Por qué esta etiqueta tranquiliza

La palabra "social" trae consigo una imagen reconfortante: una copa de vino con amigos, una cerveza en el bar después del trabajo, un brindis en una boda. Sugiere un consumo ocasional, ligado a momentos concretos, claramente separado de todo lo solitario o habitual. Precisamente porque la imagen es tan concreta y tan moderada, la etiqueta en sí misma parece una prueba de que todo va bien: si no bebes a solas y a escondidas, se razona, no puedes tener un problema. Pero la etiqueta describe el contexto, no la cantidad, la frecuencia ni la función que cumple ese consumo.

En qué acaba convirtiéndose "socialmente"

Para muchas personas, el consumo "social" se va extendiendo poco a poco a muchas más ocasiones de las que tenía al principio. Una cena de trabajo. Una videollamada un martes con un amigo. Cocinar mientras la pareja también se toma una copa. Ver un partido. Estar en el sofá con el móvil. Ninguna de estas situaciones parece por separado "consumo problemático" — cada una es genuinamente un momento social o semisocial. Pero sumadas a lo largo de una semana, pueden formar un hábito muy distinto de la copa ocasional que sugiere la etiqueta, sin que la etiqueta misma cambie nunca.

La trampa de la frecuencia de ocasiones

Lo honesto de "solo bebo socialmente" depende por completo de con qué frecuencia surgen esas ocasiones sociales, y para muchos adultos, sobre todo a partir de cierta edad o en ciertos trabajos, ese número es más alto de lo que se percibe. Si casi cada noche tiene algún marco social, "beber socialmente" y "beber con regularidad" pasan a ser lo mismo con un nombre más amable. No se trata de juzgar ninguna noche en concreto. Se trata de notar cuándo la etiqueta ha dejado de reflejar el patrón real que hay debajo.

Una pregunta más honesta que hacerte

En lugar de "¿solo bebo socialmente?", una pregunta más útil es: ¿cuántos días de esta semana he bebido, y me lo habría saltado si la ocasión no hubiera venido con una razón ya puesta? Otra es: ¿busco ocasiones, o simplemente las noto cuando aparecen? Ninguna de las dos preguntas trata sobre intención o carácter.
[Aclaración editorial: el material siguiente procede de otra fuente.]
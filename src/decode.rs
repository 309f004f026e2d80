use base64::{engine::general_purpose::STANDARD as BASE64, Engine as _};
use serde_json::Value as JsonValue;

use crate::{
    types::{Column, ExecOutcome, ResultSet},
    wire, QuorumDbError, Value,
};

/// Encodes one bound parameter into its wire JSON form. Blobs travel as
/// base64 text; non-finite floats have no JSON representation and are
/// rejected up front.
pub(crate) fn encode_value(value: &Value) -> Result<JsonValue, QuorumDbError> {
    match value {
        Value::Null => Ok(JsonValue::Null),
        Value::Integer(value) => Ok(JsonValue::from(*value)),
        Value::Real(value) => {
            if !value.is_finite() {
                return Err(QuorumDbError::Encode(format!(
                    "non-finite float parameter '{value}' is unsupported"
                )));
            }
            Ok(JsonValue::from(*value))
        }
        Value::Text(value) => Ok(JsonValue::String(value.clone())),
        Value::Blob(bytes) => Ok(JsonValue::String(BASE64.encode(bytes))),
        Value::Boolean(value) => Ok(JsonValue::Bool(*value)),
    }
}

/// Materializes one per-statement result into an immutable [`ResultSet`].
///
/// Fail-fast: a duplicate column name, a row of the wrong arity or a single
/// uncoercible cell fails the whole decode with a protocol error so callers
/// never see a partially-typed result.
pub(crate) fn decode_result_set(result: wire::StatementResult) -> Result<ResultSet, QuorumDbError> {
    let names = result.columns.unwrap_or_default();
    let types = result.types.unwrap_or_default();
    if !types.is_empty() && types.len() != names.len() {
        return Err(QuorumDbError::Protocol(format!(
            "column/type arity mismatch: {} columns, {} types",
            names.len(),
            types.len()
        )));
    }

    for (i, name) in names.iter().enumerate() {
        if names[..i].iter().any(|n| n.eq_ignore_ascii_case(name)) {
            return Err(QuorumDbError::Protocol(format!(
                "duplicate column name '{name}'"
            )));
        }
    }

    let columns: Vec<Column> = names
        .into_iter()
        .enumerate()
        .map(|(i, name)| Column {
            name,
            decltype: types.get(i).filter(|t| !t.is_empty()).cloned(),
        })
        .collect();

    let raw_rows = result.values.unwrap_or_default();
    let mut rows = Vec::with_capacity(raw_rows.len());
    for (row_index, raw_row) in raw_rows.into_iter().enumerate() {
        if raw_row.len() != columns.len() {
            return Err(QuorumDbError::Protocol(format!(
                "row {row_index} has {} values for {} columns",
                raw_row.len(),
                columns.len()
            )));
        }
        let mut row = Vec::with_capacity(raw_row.len());
        for (cell_index, cell) in raw_row.into_iter().enumerate() {
            let column = &columns[cell_index];
            let value = decode_cell(column.decltype.as_deref(), cell).map_err(|detail| {
                QuorumDbError::Protocol(format!(
                    "row {row_index}, column '{}': {detail}",
                    column.name
                ))
            })?;
            row.push(value);
        }
        rows.push(row);
    }

    Ok(ResultSet::new(columns, rows, result.time))
}

/// Extracts write metadata from one per-statement result.
pub(crate) fn decode_exec_outcome(result: wire::StatementResult) -> ExecOutcome {
    ExecOutcome {
        rows_affected: result.rows_affected.unwrap_or(0),
        last_insert_id: result.last_insert_id,
        time: result.time,
    }
}

/// Column type classes recognized from SQLite-style declared types.
enum TypeClass {
    Integer,
    Real,
    Text,
    Blob,
    Boolean,
    /// No usable declaration: infer from the JSON cell.
    Dynamic,
}

fn type_class(decltype: Option<&str>) -> TypeClass {
    let Some(decltype) = decltype else {
        return TypeClass::Dynamic;
    };
    let lower = decltype.to_ascii_lowercase();
    if lower.contains("bool") {
        TypeClass::Boolean
    } else if lower.contains("int") {
        TypeClass::Integer
    } else if lower.contains("char") || lower.contains("clob") || lower.contains("text") {
        TypeClass::Text
    } else if lower.contains("real")
        || lower.contains("floa")
        || lower.contains("doub")
        || lower.contains("numeric")
        || lower.contains("decimal")
    {
        TypeClass::Real
    } else if lower.contains("blob") {
        TypeClass::Blob
    } else {
        TypeClass::Dynamic
    }
}

/// Coerces one JSON cell to the declared column type.
///
/// JSON nulls decode to [`Value::Null`] under every declaration. Otherwise
/// the declared type's canonical parse rule applies; a cell that cannot be
/// coerced losslessly is an error, described for the caller.
fn decode_cell(decltype: Option<&str>, cell: JsonValue) -> Result<Value, String> {
    if cell.is_null() {
        return Ok(Value::Null);
    }
    match type_class(decltype) {
        TypeClass::Integer => decode_integer(cell),
        TypeClass::Real => decode_real(cell),
        TypeClass::Text => decode_text(cell),
        TypeClass::Blob => decode_blob(cell),
        TypeClass::Boolean => decode_boolean(cell),
        TypeClass::Dynamic => decode_dynamic(cell),
    }
}

fn decode_integer(cell: JsonValue) -> Result<Value, String> {
    match cell {
        JsonValue::Number(n) => {
            if let Some(v) = n.as_i64() {
                return Ok(Value::Integer(v));
            }
            // Some stores emit integral floats; accept them only when exact.
            if let Some(f) = n.as_f64() {
                if f.fract() == 0.0 && f >= i64::MIN as f64 && f <= i64::MAX as f64 {
                    return Ok(Value::Integer(f as i64));
                }
            }
            Err(format!("number {n} does not fit an integer column"))
        }
        JsonValue::String(s) => s
            .trim()
            .parse::<i64>()
            .map(Value::Integer)
            .map_err(|_| format!("text '{s}' is not an integer")),
        other => Err(format!("{} cannot be an integer", json_kind(&other))),
    }
}

fn decode_real(cell: JsonValue) -> Result<Value, String> {
    match cell {
        JsonValue::Number(n) => n
            .as_f64()
            .filter(|f| f.is_finite())
            .map(Value::Real)
            .ok_or_else(|| format!("number {n} does not fit a real column")),
        JsonValue::String(s) => s
            .trim()
            .parse::<f64>()
            .ok()
            .filter(|f| f.is_finite())
            .map(Value::Real)
            .ok_or_else(|| format!("text '{s}' is not a real")),
        other => Err(format!("{} cannot be a real", json_kind(&other))),
    }
}

fn decode_text(cell: JsonValue) -> Result<Value, String> {
    match cell {
        JsonValue::String(s) => Ok(Value::Text(s)),
        JsonValue::Number(n) => Ok(Value::Text(n.to_string())),
        other => Err(format!("{} cannot be text", json_kind(&other))),
    }
}

fn decode_blob(cell: JsonValue) -> Result<Value, String> {
    match cell {
        JsonValue::String(s) => BASE64
            .decode(s.as_bytes())
            .map(Value::Blob)
            .map_err(|err| format!("invalid base64 blob: {err}")),
        other => Err(format!("{} cannot be a blob", json_kind(&other))),
    }
}

fn decode_boolean(cell: JsonValue) -> Result<Value, String> {
    match cell {
        JsonValue::Bool(b) => Ok(Value::Boolean(b)),
        JsonValue::Number(n) => match n.as_i64() {
            Some(0) => Ok(Value::Boolean(false)),
            Some(1) => Ok(Value::Boolean(true)),
            _ => Err(format!("number {n} is not a boolean")),
        },
        JsonValue::String(s) => match s.trim().to_ascii_lowercase().as_str() {
            "true" | "1" => Ok(Value::Boolean(true)),
            "false" | "0" => Ok(Value::Boolean(false)),
            _ => Err(format!("text '{s}' is not a boolean")),
        },
        other => Err(format!("{} cannot be a boolean", json_kind(&other))),
    }
}

fn decode_dynamic(cell: JsonValue) -> Result<Value, String> {
    match cell {
        JsonValue::Bool(b) => Ok(Value::Boolean(b)),
        JsonValue::Number(n) => {
            if let Some(v) = n.as_i64() {
                Ok(Value::Integer(v))
            } else {
                n.as_f64()
                    .filter(|f| f.is_finite())
                    .map(Value::Real)
                    .ok_or_else(|| format!("number {n} is not representable"))
            }
        }
        JsonValue::String(s) => Ok(Value::Text(s)),
        other => Err(format!("{} has no column type", json_kind(&other))),
    }
}

fn json_kind(value: &JsonValue) -> &'static str {
    match value {
        JsonValue::Null => "null",
        JsonValue::Bool(_) => "boolean",
        JsonValue::Number(_) => "number",
        JsonValue::String(_) => "string",
        JsonValue::Array(_) => "array",
        JsonValue::Object(_) => "object",
    }
}
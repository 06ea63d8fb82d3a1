use axum::{http::StatusCode, response::IntoResponse};
use thiserror::Error;

#[derive(Debug, Error)]
pub enum AppError {
    #[error("HTTP request error: {0}")]
    Http(#[from] reqwest::Error),

    #[error("page returned HTTP status {0}")]
    PageStatus(reqwest::StatusCode),

    #[error("JSON error: {0}")]
    Json(#[from] serde_json::Error),

    #[error("IO error: {0}")]
    Io(#[from] std::io::Error),

    #[error("invalid filter number")]
    InvalidIndex,

    #[error("invalid price {0:?}")]
    InvalidPrice(String),

    #[error("Configuration error: {0}")]
    Config(String),
}

pub type Result<T> = std::result::Result<T, AppError>;

impl IntoResponse for AppError {
    fn into_response(self) -> axum::response::Response {
        let status = match &self {
            AppError::InvalidIndex => StatusCode::NOT_FOUND,
            AppError::InvalidPrice(_) => StatusCode::BAD_REQUEST,
            _ => StatusCode::INTERNAL_SERVER_ERROR,
        };
        (status, self.to_string()).into_response()
    }
}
Ambas tratan de contar, algo mucho más difícil de esquivar que una sensación.

Cuándo mirar más de cerca

Si el recuento honesto te sorprende, eso es información, no una sentencia. Muchas personas que solo beben en contextos sociales beben, aun así, más a menudo y más de lo que imaginarían si se lo preguntaran directamente. Si el patrón resulta difícil de cambiar incluso después de notarlo, o si reducir el consumo trae ansiedad o malestar físico, vale la pena hablarlo con un médico en lugar de gestionarlo en solitario: la frecuencia por sí sola no lo dice todo, pero es un punto de partida realmente útil.

Fuentes: Organización Mundial de la Salud, guías de detección del consumo de alcohol; Instituto Nacional sobre el Abuso de Alcohol y Alcoholismo de EE. UU. (NIAAA), recursos de autoevaluación; Servicio Nacional de Salud del Reino Unido (NHS).